One of the world’s largest companies has acquired a massive site within a fast-growing industrial corridor east of Atlanta that could soon house a large data center campus.

Amazon Data Services Inc., a subsidiary of online retail giant Amazon, recently paid $36 million to purchase a 430-acre site in Covington, roughly 40 miles east of downtown Atlanta, according to property records. First reported by the Atlanta Business Chronicle, the transaction involves Amazon Web Services, the company’s cloud computing platform, which is evaluating the location for new data storage farms.

“We are constantly evaluating new locations based on customer demand,” an Amazon Web Services spokesperson told The Atlanta Journal-Constitution in a statement. “We recently purchased land in Georgia and are performing due diligence in exploring possible data center locations.”

Data centers, which are large warehouses filled with computer equipment that stores online information, have emerged as one of the hottest uses for large tracts of land across metro Atlanta, with several multi-billion dollar campuses in the development pipeline. The sector has experienced explosive growth in recent years, fueled by corporate investment in artificial intelligence and increased demand for more storage space.

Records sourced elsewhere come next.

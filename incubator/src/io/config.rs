//! Pipeline configuration stored in `incubator.toml`.

use std::collections::BTreeSet;
use std::path::{Path, PathBuf};
use std::sync::LazyLock;

use anyhow::{Context, Result, anyhow};
use regex::Regex;
use serde::{Deserialize, Serialize};

use super::fsutil::write_atomic;

/// Upper bound on a provider's own retry attempts.
pub const MAX_PROVIDER_ATTEMPTS: u32 = 10;

static PROVIDER_NAME: LazyLock<Regex> =
    LazyLock::new(|| Regex::new(r"^[A-Za-z0-9_-]+$").expect("provider name pattern should be valid"));

/// Pipeline configuration (TOML).
///
/// Edited by humans; missing fields take the defaults below. A snapshot is
/// written into every run directory so `resume` uses the same settings.
#[derive(Debug, Clone, Serialize, Deserialize, PartialEq)]
#[serde(default)]
pub struct PipelineConfig {
    /// Maximum participant tasks in flight at once.
    pub concurrency: usize,

    /// Attempts per structured call before the participant fails.
    pub retry_max: u32,

    /// Maximum stage-2 review/iterate rounds per founder.
    pub max_iterations: u32,

    pub ideas_per_provider: u32,

    /// Restrict idea generation to one sector (e.g. `"fintech"`).
    #[serde(skip_serializing_if = "Option::is_none")]
    pub sector_focus: Option<String>,

    /// Parent directory for new run directories.
    pub out_dir: PathBuf,

    /// Failure reasons longer than this many characters are truncated.
    pub failure_reason_limit: usize,

    /// Average advisor readiness needed to stop iterating.
    pub convergence_score: f64,

    /// Drop undeclared fields from model output before validation.
    pub strip_unknown_fields: bool,

    pub providers: Vec<ProviderConfig>,
}

#[derive(Debug, Clone, Copy, Serialize, Deserialize, PartialEq, Eq)]
#[serde(rename_all = "lowercase")]
pub enum ProviderKind {
    /// Deterministic canned responses.
    Mock,
    /// External program reading the prompt on stdin.
    Command,
}

#[derive(Debug, Clone, Serialize, Deserialize, PartialEq, Eq)]
#[serde(default)]
pub struct ProviderConfig {
    /// Unique name; used as participant id and in file names.
    pub name: String,
    pub kind: ProviderKind,
    /// Program and arguments for `kind = "command"` (e.g. `["llm","-m","gpt-4o"]`).
    pub command: Vec<String>,
    /// The endpoint enforces JSON output itself, so malformed output is not retried.
    pub native_json: bool,
    pub timeout_secs: u64,
    /// Attempts for transient failures (non-zero exit, timeout).
    pub max_attempts: u32,
}

impl Default for ProviderConfig {
    fn default() -> Self {
        Self {
            name: String::new(),
            kind: ProviderKind::Mock,
            command: Vec::new(),
            native_json: false,
            timeout_secs: 600,
            max_attempts: 3,
        }
    }
}

impl ProviderConfig {
    pub fn mock(name: &str) -> Self {
        Self {
            name: name.to_string(),
            ..Self::default()
        }
    }
}

impl Default for PipelineConfig {
    fn default() -> Self {
        Self {
            concurrency: 4,
            retry_max: 3,
            max_iterations: 3,
            ideas_per_provider: 5,
            sector_focus: None,
            out_dir: PathBuf::from("out"),
            failure_reason_limit: 500,
            convergence_score: 7.0,
            strip_unknown_fields: false,
            providers: ["openai", "anthropic", "deepseek", "gemini"]
                .into_iter()
                .map(ProviderConfig::mock)
                .collect(),
        }
    }
}

impl PipelineConfig {
    pub fn validate(&self) -> Result<()> {
        if self.concurrency == 0 {
            return Err(anyhow!("concurrency must be > 0"));
        }
        if self.retry_max == 0 {
            return Err(anyhow!("retry_max must be > 0"));
        }
        if self.max_iterations == 0 {
            return Err(anyhow!("max_iterations must be > 0"));
        }
        if self.ideas_per_provider == 0 {
            return Err(anyhow!("ideas_per_provider must be > 0"));
        }
        if self.failure_reason_limit == 0 {
            return Err(anyhow!("failure_reason_limit must be > 0"));
        }
        if !(1.0..=10.0).contains(&self.convergence_score) {
            return Err(anyhow!("convergence_score must be within 1..=10"));
        }
        if self.providers.len() < 2 {
            return Err(anyhow!(
                "at least 2 providers are required so every founder has a reviewer"
            ));
        }
        let mut names = BTreeSet::new();
        for provider in &self.providers {
            provider.validate()?;
            if !names.insert(provider.name.as_str()) {
                return Err(anyhow!("duplicate provider name {}", provider.name));
            }
        }
        Ok(())
    }

    pub fn provider_names(&self) -> Vec<String> {
        self.providers.iter().map(|p| p.name.clone()).collect()
    }
}

impl ProviderConfig {
    pub fn validate(&self) -> Result<()> {
        if !PROVIDER_NAME.is_match(&self.name) {
            return Err(anyhow!(
                "provider name {:?} must be non-empty and use only letters, digits, '-' or '_'",
                self.name
            ));
        }
        if self.kind == ProviderKind::Command
            && self.command.first().is_none_or(|program| program.trim().is_empty())
        {
            return Err(anyhow!(
                "provider {}: command must be a non-empty array",
                self.name
            ));
        }
        if self.timeout_secs == 0 {
            return Err(anyhow!("provider {}: timeout_secs must be > 0", self.name));
        }
        if !(1..=MAX_PROVIDER_ATTEMPTS).contains(&self.max_attempts) {
            return Err(anyhow!(
                "provider {}: max_attempts must be between 1 and {MAX_PROVIDER_ATTEMPTS}",
                self.name
            ));
        }
        Ok(())
    }
}

/// Load config from a TOML file.
///
/// If the file is missing, returns `PipelineConfig::default()`.
pub fn load_config(path: &Path) -> Result<PipelineConfig> {
    if !path.exists() {
        let cfg = PipelineConfig::default();
        cfg.validate()?;
        return Ok(cfg);
    }
    let contents =
        std::fs::read_to_string(path).with_context(|| format!("read {}", path.display()))?;
    let cfg: PipelineConfig =
        toml::from_str(&contents).with_context(|| format!("parse {}", path.display()))?;
    cfg.validate()
        .with_context(|| format!("invalid config {}", path.display()))?;
    Ok(cfg)
}

/// Atomically write config to disk.
pub fn write_config(path: &Path, cfg: &PipelineConfig) -> Result<()> {
    cfg.validate()?;
    let mut buf = toml::to_string_pretty(cfg).context("serialize config toml")?;
    buf.push('\n');
    write_atomic(path, buf.as_bytes())
}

Data centers typically employ only a few dozen workers.

Amazon Web Services is among the largest players in the data center industry, spending more than $18.3 billion from 2011 to 2022 on facility construction in the U.S., according to an internal economic impact study published last year. Amazon does not currently operate its own data storage farm in Georgia, but it does have partnerships with existing data centers, including Qualified Technology Services’ Atlanta location.

The massive Covington site along Ga. 142 near I-20 was earmarked for industrial development more than 18 months before Amazon’s subsidiary entered the picture and closed on its land acquisition Dec. 22.Preliminary state paperwork was filed during the summer of 2022 for Covington Industrial Park, a 4-million-square-foot logistics park that would have been larger than two Lenox Square malls. The proposal aimed to tap into the manufacturing and industrial development boom taking place along the interstate east of Atlanta. Marc Beechuk, the planning director for Covington, told the AJC at the time the logistics park would nearly double the industrial space in Newton County’s seat.

The land is roughly 10 miles away from Stanton Springs, an industrial park anchored by a Meta data center and a 1.1-million-square-foot plasma treatment center by Takeda. It’s also the future location of Rivian’s planned $5 billion electric vehicle factory, the state’s second largest economic development project. Cox Enterprises, which owns the AJC, owns about a 4% stake in Rivian.